[Stored data entries]
-- -- --

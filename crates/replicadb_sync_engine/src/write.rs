//! Write-through of local writes to the producer.
//!
//! Each write goes to the producer first, one handler call per record, and
//! only then to the cache. Afterwards a delta is queued so the cache picks
//! up whatever the producer changed on its side.

use crate::error::{SyncError, SyncResult};
use crate::handler::Producer;
use crate::scheduler::{SharedTarget, SyncScheduler};
use replicadb_core::{CacheReader, CacheTarget, CoreError, RelationGraph};
use replicadb_storage::Filter;
use replicadb_sync_protocol::{DeltaBatch, Entry, ReasonKind, Record, TriggerReason};
use std::collections::BTreeSet;
use std::sync::Arc;
use tracing::{debug, warn};

pub(crate) struct WriteThrough {
    producer: Producer,
    target: SharedTarget,
    reader: CacheReader,
    scheduler: SyncScheduler,
    delta_after_write: bool,
}

impl WriteThrough {
    pub(crate) fn new(
        producer: Producer,
        target: SharedTarget,
        reader: CacheReader,
        scheduler: SyncScheduler,
        delta_after_write: bool,
    ) -> Self {
        Self {
            producer,
            target,
            reader,
            scheduler,
            delta_after_write,
        }
    }

    fn target_for(&self, collection: &str) -> SyncResult<(Arc<CacheTarget>, String)> {
        let target = self
            .target
            .read()
            .clone()
            .ok_or(SyncError::SchemaUnavailable)?;
        let primary_key = target
            .schema()
            .collection(collection)
            .map(|c| c.primary_key.clone())
            .ok_or_else(|| CoreError::CollectionNotFound {
                name: collection.to_string(),
            })?;
        Ok((target, primary_key))
    }

    /// Creates `records`, returning them with producer-assigned fields.
    pub(crate) async fn create(
        &self,
        collection: &str,
        records: Vec<Record>,
    ) -> SyncResult<Vec<Record>> {
        let handler = self
            .producer
            .create
            .clone()
            .ok_or_else(|| unsupported("create", collection))?;
        let (target, _) = self.target_for(collection)?;

        let mut created = Vec::with_capacity(records.len());
        let mut failure = None;
        for mut record in records {
            match handler.create_record(collection, &record).await {
                Ok(assigned) => {
                    if let Some(fields) = assigned {
                        record.extend(fields);
                    }
                    created.push(record);
                }
                Err(e) => {
                    failure = Some(e);
                    break;
                }
            }
        }

        let entries = created
            .iter()
            .map(|r| Entry::new(collection, r.clone()))
            .collect();
        target.apply_delta(&DeltaBatch::new(entries, Vec::new(), None))?;
        debug!(collection, records = created.len(), "records created");
        self.after_write(ReasonKind::AfterCreate, collection, None);

        match failure {
            Some(e) => Err(e.into()),
            None => Ok(created),
        }
    }

    /// Applies `patch` to every record matching `filter`.
    pub(crate) async fn update(
        &self,
        collection: &str,
        filter: &Filter,
        patch: &Record,
    ) -> SyncResult<u64> {
        let handler = self
            .producer
            .update
            .clone()
            .ok_or_else(|| unsupported("update", collection))?;
        let (target, _) = self.target_for(collection)?;
        let rows = self.reader.collection(collection)?.list(filter, None)?;

        let mut updated = Vec::with_capacity(rows.len());
        let mut failure = None;
        for mut row in rows {
            row.extend(patch.clone());
            if let Err(e) = handler.update_record(collection, &row).await {
                failure = Some(e);
                break;
            }
            updated.push(Entry::new(collection, row));
        }

        let count = updated.len() as u64;
        target.apply_delta(&DeltaBatch::new(updated, Vec::new(), None))?;
        debug!(collection, records = count, "records updated");
        self.after_write(ReasonKind::AfterUpdate, collection, None);

        match failure {
            Some(e) => Err(e.into()),
            None => Ok(count),
        }
    }

    /// Deletes every record matching `filter`.
    pub(crate) async fn delete(&self, collection: &str, filter: &Filter) -> SyncResult<u64> {
        let handler = self
            .producer
            .delete
            .clone()
            .ok_or_else(|| unsupported("delete", collection))?;
        let (target, primary_key) = self.target_for(collection)?;
        let rows = self.reader.collection(collection)?.list(filter, None)?;

        let mut deleted = Vec::with_capacity(rows.len());
        let mut failure = None;
        for row in rows {
            if let Err(e) = handler.delete_record(collection, &row).await {
                failure = Some(e);
                break;
            }
            let mut predicate = Record::new();
            if let Some(id) = row.get(&primary_key) {
                predicate.insert(primary_key.clone(), id.clone());
            }
            deleted.push(Entry::new(collection, predicate));
        }

        let count = deleted.len() as u64;
        target.apply_delta(&DeltaBatch::new(Vec::new(), deleted, None))?;
        debug!(collection, records = count, "records deleted");

        let graph = RelationGraph::from_collections(
            target.schema().flat_collections().map(|c| &c.schema),
        );
        let affected = graph.delete_closure(collection);
        self.after_write(ReasonKind::AfterDelete, collection, Some(affected));

        match failure {
            Some(e) => Err(e.into()),
            None => Ok(count),
        }
    }

    fn after_write(&self, kind: ReasonKind, collection: &str, affected: Option<BTreeSet<String>>) {
        if !self.delta_after_write {
            return;
        }
        let mut reason = TriggerReason::new(kind).for_collection(collection);
        if let Some(affected) = affected {
            reason = reason.with_affected(affected);
        }
        // The delta runs on its own; writers do not wait for it.
        drop(self.scheduler.queue_pull_delta(reason));
    }
}

fn unsupported(operation: &'static str, collection: &str) -> SyncError {
    warn!(collection, operation, "write rejected, no handler");
    SyncError::Unsupported {
        operation,
        collection: collection.to_string(),
    }
}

-- -- --

> **What to do**
The answer must be every line of the data that contains the word "ReasonKind".

> **Reply to the exercise**
use replicadb_sync_protocol::{DeltaBatch, Entry, ReasonKind, Record, TriggerReason};
        self.after_write(ReasonKind::AfterCreate, collection, None);
        self.after_write(ReasonKind::AfterUpdate, collection, None);
        self.after_write(ReasonKind::AfterDelete, collection, Some(affected));
    fn after_write(&self, kind: ReasonKind, collection: &str, affected: Option<BTreeSet<String>>) {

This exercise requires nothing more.